TASK:
Given the records below, pull every line with the word "SimContext" into the answer.

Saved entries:
________________________________________

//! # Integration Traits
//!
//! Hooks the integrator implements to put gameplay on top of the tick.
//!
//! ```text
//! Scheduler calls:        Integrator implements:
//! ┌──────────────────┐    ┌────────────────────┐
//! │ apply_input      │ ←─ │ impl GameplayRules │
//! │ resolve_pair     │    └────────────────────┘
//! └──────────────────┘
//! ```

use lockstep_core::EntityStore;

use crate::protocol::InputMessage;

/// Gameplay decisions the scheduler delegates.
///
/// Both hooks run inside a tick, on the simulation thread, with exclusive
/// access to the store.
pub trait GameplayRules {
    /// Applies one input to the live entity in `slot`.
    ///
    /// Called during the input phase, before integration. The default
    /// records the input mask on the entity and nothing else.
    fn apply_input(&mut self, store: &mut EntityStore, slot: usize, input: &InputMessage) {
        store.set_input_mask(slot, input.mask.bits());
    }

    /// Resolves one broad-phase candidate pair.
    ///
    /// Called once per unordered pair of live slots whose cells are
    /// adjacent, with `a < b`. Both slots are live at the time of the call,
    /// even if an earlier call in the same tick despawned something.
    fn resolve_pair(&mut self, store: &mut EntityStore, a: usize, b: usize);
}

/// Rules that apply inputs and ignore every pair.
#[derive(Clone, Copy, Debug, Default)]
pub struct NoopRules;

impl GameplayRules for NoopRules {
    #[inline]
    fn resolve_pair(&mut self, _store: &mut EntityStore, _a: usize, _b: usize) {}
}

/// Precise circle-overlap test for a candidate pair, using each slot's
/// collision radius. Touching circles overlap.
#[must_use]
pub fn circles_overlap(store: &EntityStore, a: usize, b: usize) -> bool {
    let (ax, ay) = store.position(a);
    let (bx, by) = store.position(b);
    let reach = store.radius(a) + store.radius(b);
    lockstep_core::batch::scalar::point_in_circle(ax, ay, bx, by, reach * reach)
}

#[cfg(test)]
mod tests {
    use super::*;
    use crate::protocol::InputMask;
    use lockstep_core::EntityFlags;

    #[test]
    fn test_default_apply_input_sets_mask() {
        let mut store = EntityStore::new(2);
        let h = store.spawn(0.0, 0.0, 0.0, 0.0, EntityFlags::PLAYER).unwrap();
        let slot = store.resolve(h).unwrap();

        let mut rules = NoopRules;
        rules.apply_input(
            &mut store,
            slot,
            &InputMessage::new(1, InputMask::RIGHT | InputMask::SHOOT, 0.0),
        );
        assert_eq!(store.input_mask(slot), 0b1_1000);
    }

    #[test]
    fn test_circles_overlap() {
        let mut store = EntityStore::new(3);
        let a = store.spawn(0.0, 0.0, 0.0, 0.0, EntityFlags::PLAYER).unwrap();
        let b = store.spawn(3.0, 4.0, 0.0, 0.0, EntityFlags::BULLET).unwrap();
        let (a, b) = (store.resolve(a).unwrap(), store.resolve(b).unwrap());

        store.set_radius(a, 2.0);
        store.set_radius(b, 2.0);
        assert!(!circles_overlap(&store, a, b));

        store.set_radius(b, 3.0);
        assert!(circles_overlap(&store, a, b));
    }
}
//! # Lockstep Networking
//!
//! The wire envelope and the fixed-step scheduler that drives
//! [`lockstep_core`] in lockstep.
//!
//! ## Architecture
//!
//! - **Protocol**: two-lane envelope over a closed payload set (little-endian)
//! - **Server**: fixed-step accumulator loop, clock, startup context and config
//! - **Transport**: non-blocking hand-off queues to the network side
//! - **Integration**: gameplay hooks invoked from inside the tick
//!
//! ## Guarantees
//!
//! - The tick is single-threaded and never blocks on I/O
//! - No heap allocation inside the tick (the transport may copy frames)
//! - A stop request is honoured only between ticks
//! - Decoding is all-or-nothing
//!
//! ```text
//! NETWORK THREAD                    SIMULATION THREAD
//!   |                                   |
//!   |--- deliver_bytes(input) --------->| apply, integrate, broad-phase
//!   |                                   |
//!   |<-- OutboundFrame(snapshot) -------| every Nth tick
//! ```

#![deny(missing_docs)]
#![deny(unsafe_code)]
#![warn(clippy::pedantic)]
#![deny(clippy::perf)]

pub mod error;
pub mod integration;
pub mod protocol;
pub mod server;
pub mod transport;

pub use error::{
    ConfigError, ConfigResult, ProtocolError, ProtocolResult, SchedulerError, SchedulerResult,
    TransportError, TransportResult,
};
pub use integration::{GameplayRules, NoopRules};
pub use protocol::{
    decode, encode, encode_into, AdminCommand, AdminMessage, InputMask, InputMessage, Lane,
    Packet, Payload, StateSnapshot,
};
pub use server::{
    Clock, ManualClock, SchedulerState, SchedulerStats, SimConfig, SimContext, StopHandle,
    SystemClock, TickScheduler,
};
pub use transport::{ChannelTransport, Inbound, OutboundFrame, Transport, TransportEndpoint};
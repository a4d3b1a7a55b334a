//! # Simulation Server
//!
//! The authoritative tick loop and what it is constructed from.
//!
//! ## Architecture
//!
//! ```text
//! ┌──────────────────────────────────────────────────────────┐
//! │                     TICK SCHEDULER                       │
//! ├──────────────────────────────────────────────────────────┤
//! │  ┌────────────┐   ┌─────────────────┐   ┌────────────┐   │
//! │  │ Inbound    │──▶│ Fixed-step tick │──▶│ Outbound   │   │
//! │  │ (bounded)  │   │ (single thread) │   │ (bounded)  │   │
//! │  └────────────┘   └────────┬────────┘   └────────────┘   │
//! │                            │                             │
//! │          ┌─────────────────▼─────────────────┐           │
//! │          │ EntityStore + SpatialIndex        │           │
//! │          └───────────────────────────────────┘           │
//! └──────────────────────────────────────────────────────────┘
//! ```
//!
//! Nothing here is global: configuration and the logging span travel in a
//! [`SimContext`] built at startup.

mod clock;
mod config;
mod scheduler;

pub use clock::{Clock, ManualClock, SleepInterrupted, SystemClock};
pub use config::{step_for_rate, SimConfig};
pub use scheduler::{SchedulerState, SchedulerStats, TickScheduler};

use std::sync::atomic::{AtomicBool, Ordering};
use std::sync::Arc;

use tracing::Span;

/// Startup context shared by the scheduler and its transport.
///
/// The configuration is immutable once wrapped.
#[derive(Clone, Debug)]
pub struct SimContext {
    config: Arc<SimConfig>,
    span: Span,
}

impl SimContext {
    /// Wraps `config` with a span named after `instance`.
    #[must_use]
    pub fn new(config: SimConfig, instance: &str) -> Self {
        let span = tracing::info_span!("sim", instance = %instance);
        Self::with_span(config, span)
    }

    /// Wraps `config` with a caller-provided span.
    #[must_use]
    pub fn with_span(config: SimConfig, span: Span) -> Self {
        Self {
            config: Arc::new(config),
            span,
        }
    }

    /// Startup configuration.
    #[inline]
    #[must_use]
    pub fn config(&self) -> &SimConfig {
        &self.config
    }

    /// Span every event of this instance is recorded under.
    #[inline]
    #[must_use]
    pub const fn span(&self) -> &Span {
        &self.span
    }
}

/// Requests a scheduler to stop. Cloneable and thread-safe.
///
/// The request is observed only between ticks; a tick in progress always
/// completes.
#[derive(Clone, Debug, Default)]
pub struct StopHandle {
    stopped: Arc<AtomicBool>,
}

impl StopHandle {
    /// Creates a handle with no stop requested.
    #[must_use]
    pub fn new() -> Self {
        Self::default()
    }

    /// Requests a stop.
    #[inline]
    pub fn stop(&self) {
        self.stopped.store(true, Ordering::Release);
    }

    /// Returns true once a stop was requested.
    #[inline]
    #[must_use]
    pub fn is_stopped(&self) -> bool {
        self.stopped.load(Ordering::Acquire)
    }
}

________________________________________

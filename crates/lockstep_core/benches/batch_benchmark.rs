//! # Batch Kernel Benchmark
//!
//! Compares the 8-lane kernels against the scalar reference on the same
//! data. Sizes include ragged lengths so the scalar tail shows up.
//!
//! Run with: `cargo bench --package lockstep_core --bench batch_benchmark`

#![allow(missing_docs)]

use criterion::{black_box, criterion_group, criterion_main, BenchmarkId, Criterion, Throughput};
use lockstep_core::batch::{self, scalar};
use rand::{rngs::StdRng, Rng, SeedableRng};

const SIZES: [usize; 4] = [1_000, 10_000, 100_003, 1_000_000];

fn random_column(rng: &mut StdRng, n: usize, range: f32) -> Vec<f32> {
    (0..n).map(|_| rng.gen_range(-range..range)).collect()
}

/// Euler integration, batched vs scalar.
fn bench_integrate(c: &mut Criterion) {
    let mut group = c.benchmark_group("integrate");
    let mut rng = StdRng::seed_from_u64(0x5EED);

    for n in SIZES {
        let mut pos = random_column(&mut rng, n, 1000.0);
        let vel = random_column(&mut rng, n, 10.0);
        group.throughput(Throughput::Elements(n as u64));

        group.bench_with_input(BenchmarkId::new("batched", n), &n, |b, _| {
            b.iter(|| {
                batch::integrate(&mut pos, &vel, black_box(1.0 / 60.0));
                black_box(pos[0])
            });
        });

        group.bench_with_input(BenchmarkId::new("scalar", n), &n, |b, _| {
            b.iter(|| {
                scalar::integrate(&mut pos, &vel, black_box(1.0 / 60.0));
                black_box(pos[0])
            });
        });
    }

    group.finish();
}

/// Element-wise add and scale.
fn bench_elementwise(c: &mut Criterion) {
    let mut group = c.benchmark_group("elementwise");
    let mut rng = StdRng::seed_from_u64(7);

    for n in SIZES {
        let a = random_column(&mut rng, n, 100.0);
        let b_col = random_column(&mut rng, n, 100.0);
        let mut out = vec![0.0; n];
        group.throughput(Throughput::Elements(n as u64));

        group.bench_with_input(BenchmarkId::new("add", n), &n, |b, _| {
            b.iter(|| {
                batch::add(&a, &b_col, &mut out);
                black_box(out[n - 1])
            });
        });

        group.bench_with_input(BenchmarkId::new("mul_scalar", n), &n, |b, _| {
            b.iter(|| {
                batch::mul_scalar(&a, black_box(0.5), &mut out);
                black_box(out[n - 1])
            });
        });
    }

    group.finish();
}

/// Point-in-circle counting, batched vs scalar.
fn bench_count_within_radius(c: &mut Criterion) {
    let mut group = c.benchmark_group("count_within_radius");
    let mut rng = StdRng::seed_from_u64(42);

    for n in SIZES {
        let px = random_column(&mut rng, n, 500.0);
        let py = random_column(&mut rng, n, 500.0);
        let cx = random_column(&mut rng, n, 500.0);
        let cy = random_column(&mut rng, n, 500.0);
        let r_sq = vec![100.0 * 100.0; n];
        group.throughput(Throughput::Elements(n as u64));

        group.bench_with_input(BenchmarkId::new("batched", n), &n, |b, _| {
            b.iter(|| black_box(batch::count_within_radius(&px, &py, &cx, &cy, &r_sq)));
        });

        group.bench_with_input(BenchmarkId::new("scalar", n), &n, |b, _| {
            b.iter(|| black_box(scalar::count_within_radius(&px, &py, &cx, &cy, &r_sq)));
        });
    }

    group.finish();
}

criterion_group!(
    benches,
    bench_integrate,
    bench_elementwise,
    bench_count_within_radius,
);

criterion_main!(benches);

________________________________________

ANSWER SECTION:
    Clock, ManualClock, SchedulerState, SchedulerStats, SimConfig, SimContext, StopHandle,
//! [`SimContext`] built at startup.
pub struct SimContext {
impl SimContext {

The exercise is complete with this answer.